- [Exercise details]: If a line in the data below contains the word "RepositoryError", copy it out.

====== Data provided

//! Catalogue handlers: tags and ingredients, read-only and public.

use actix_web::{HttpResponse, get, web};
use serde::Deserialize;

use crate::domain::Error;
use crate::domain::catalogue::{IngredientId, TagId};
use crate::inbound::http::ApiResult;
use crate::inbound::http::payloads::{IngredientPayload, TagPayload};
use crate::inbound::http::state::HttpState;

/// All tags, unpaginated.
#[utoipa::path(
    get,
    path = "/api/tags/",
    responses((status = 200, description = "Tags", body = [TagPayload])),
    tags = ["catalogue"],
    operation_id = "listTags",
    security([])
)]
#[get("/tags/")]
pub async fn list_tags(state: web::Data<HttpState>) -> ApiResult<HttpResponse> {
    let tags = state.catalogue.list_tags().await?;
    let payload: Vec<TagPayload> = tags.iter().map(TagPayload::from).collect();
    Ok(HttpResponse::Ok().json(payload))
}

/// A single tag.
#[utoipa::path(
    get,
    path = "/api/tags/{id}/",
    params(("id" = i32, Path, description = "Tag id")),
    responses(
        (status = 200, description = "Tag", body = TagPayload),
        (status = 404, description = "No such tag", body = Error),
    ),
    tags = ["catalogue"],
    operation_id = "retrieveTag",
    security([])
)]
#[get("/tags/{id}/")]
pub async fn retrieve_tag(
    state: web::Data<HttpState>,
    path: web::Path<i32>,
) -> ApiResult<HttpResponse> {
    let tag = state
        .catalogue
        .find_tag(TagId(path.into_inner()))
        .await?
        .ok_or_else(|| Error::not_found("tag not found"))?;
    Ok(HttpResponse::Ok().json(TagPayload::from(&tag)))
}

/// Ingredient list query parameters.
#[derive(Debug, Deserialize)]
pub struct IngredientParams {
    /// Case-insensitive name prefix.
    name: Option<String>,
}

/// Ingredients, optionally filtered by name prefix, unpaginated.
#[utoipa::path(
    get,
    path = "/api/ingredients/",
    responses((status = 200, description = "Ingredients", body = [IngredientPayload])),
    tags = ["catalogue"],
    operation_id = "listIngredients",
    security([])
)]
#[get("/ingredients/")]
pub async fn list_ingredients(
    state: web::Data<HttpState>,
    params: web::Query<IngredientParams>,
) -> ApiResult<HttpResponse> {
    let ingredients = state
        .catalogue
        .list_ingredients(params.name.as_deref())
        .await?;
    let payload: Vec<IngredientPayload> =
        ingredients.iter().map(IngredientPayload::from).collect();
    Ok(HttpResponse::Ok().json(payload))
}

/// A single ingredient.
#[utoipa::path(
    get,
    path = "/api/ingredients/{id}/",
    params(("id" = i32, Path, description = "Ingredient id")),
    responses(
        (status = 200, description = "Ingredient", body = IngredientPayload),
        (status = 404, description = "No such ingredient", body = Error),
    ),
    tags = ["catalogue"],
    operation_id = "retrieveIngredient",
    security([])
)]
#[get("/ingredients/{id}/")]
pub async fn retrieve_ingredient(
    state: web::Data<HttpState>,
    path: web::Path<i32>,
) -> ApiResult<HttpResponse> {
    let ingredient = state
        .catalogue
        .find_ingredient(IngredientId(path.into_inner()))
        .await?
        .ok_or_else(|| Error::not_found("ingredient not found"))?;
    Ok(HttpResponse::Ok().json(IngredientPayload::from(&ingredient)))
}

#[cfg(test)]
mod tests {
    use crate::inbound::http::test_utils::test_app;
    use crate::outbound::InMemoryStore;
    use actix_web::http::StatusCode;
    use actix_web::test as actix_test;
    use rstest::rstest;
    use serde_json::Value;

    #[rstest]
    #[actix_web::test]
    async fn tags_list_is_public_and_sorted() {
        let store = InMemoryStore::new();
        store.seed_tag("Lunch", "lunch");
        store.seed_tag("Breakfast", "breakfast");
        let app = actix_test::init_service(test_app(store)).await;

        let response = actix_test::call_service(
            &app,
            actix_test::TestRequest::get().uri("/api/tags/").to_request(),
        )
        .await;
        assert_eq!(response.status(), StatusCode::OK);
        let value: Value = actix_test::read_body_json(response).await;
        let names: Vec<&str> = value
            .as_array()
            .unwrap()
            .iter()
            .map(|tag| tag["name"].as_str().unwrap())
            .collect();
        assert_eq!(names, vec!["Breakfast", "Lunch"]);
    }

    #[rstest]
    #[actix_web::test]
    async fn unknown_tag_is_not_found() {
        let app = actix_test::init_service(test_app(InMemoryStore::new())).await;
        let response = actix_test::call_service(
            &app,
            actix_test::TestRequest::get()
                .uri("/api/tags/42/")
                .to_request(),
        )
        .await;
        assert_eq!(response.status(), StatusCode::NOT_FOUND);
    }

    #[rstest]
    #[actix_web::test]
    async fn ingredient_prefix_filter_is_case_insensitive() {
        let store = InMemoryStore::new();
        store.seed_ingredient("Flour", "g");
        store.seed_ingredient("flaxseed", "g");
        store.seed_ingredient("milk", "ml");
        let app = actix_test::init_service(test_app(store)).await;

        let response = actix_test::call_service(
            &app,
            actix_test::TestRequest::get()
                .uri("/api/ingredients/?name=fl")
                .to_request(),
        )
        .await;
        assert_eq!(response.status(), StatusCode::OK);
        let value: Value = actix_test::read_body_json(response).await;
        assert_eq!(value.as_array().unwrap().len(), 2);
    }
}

============
====== Data provided

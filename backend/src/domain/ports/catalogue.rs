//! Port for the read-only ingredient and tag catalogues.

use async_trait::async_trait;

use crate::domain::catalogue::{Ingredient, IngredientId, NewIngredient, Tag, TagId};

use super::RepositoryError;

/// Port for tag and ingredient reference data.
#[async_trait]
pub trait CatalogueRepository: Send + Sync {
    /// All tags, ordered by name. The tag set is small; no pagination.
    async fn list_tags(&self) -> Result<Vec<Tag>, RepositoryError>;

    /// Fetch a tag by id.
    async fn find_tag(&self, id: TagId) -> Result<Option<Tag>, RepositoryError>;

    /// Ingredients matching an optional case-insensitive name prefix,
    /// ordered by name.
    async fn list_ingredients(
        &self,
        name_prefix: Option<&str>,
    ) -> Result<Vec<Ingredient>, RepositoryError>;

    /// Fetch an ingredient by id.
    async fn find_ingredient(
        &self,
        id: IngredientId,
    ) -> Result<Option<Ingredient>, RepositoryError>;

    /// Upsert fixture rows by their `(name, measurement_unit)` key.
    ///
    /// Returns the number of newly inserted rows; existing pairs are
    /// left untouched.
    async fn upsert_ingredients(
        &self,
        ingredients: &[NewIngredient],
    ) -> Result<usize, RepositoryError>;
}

============
====== Data provided

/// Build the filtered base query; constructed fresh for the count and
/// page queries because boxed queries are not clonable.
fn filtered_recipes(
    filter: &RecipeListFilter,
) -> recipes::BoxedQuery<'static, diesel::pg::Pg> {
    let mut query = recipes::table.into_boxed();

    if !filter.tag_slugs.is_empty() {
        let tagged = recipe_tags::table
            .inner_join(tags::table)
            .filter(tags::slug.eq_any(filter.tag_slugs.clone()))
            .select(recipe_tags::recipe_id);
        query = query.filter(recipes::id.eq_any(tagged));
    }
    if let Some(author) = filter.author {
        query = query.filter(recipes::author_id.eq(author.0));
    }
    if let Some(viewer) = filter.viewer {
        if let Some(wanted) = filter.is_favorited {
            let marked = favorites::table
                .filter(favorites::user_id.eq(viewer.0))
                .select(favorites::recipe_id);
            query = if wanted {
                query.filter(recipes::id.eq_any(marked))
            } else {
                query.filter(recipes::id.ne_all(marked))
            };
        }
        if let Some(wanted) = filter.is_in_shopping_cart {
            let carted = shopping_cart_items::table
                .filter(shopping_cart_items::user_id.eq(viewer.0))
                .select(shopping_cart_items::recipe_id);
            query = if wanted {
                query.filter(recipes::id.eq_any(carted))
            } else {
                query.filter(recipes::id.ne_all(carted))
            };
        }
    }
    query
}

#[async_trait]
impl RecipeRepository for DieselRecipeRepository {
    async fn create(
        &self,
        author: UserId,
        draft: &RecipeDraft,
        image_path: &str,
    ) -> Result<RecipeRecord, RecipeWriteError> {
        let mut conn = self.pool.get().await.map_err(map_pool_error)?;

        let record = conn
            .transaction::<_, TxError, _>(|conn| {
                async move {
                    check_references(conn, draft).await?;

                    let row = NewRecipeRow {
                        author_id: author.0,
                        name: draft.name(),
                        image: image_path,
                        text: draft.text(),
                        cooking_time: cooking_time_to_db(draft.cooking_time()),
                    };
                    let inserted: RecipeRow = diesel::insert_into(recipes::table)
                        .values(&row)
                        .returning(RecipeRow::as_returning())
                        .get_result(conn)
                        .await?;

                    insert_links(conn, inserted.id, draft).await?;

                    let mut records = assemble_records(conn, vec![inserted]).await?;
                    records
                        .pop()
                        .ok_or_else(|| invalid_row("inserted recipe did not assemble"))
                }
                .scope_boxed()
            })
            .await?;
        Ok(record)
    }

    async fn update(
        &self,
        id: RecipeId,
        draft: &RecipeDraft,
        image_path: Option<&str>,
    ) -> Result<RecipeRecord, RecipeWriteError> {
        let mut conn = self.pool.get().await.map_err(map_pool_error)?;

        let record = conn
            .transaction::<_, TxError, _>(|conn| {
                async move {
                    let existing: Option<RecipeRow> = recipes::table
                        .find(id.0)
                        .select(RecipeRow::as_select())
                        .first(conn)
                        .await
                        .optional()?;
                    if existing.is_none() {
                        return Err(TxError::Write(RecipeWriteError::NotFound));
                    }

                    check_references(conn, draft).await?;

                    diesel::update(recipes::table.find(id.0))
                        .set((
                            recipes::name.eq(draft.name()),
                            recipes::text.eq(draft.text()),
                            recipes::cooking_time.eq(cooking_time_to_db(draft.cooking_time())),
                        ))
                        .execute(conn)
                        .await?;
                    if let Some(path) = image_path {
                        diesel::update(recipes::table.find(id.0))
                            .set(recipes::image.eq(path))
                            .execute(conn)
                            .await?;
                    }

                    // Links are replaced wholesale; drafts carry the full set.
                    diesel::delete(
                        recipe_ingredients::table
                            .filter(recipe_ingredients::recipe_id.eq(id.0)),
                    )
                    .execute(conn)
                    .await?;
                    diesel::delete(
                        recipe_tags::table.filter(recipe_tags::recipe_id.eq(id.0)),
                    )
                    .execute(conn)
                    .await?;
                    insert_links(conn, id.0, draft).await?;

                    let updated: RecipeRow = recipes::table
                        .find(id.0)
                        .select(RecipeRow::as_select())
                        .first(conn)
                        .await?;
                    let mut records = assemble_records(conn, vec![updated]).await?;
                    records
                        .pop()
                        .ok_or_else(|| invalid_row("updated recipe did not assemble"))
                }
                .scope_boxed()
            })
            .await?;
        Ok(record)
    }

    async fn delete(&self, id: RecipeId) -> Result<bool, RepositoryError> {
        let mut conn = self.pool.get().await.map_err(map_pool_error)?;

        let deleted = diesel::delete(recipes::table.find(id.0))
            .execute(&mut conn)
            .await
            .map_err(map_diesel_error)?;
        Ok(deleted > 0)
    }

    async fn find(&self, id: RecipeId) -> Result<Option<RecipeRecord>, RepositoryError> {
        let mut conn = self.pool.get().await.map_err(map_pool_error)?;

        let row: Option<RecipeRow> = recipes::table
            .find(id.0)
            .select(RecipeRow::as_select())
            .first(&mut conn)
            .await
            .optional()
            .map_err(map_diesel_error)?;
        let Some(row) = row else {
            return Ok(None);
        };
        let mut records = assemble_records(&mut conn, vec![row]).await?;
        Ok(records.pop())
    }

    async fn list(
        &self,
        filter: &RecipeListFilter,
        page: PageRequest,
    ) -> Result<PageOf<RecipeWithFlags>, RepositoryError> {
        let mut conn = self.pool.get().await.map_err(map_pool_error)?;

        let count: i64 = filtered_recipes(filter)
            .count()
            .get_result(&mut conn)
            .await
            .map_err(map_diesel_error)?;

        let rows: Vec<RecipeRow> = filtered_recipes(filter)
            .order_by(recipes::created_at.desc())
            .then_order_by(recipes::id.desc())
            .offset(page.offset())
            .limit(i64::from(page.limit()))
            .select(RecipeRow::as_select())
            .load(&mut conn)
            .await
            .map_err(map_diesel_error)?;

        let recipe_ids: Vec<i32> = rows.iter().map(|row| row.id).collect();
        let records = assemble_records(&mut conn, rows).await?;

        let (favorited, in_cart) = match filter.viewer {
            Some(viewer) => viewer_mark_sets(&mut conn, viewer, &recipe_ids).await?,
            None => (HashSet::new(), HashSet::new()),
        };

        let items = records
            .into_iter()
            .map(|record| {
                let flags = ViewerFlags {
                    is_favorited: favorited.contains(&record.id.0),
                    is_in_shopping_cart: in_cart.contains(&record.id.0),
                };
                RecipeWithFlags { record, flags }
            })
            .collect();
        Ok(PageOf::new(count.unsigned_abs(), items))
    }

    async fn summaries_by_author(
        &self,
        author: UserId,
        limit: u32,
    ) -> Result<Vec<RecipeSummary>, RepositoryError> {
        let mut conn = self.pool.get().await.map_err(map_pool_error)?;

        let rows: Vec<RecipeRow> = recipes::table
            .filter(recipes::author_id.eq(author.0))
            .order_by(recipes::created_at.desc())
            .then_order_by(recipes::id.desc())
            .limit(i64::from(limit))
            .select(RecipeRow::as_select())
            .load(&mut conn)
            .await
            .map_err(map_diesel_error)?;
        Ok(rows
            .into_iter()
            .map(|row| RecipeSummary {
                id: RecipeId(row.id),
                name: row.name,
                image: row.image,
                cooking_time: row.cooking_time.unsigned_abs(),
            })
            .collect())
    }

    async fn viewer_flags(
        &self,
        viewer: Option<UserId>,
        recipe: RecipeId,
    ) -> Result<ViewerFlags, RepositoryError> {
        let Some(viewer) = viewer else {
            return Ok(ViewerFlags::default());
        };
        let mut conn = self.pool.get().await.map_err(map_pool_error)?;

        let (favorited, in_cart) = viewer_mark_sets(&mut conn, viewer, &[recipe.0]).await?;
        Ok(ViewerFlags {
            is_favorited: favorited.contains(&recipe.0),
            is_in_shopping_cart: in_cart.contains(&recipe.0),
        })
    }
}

============

- [Final answer]:
use super::RepositoryError;
    async fn list_tags(&self) -> Result<Vec<Tag>, RepositoryError>;
    async fn find_tag(&self, id: TagId) -> Result<Option<Tag>, RepositoryError>;
    ) -> Result<Vec<Ingredient>, RepositoryError>;
    ) -> Result<Option<Ingredient>, RepositoryError>;
    ) -> Result<usize, RepositoryError>;
    async fn delete(&self, id: RecipeId) -> Result<bool, RepositoryError> {
    async fn find(&self, id: RecipeId) -> Result<Option<RecipeRecord>, RepositoryError> {
    ) -> Result<PageOf<RecipeWithFlags>, RepositoryError> {
    ) -> Result<Vec<RecipeSummary>, RepositoryError> {
    ) -> Result<ViewerFlags, RepositoryError> {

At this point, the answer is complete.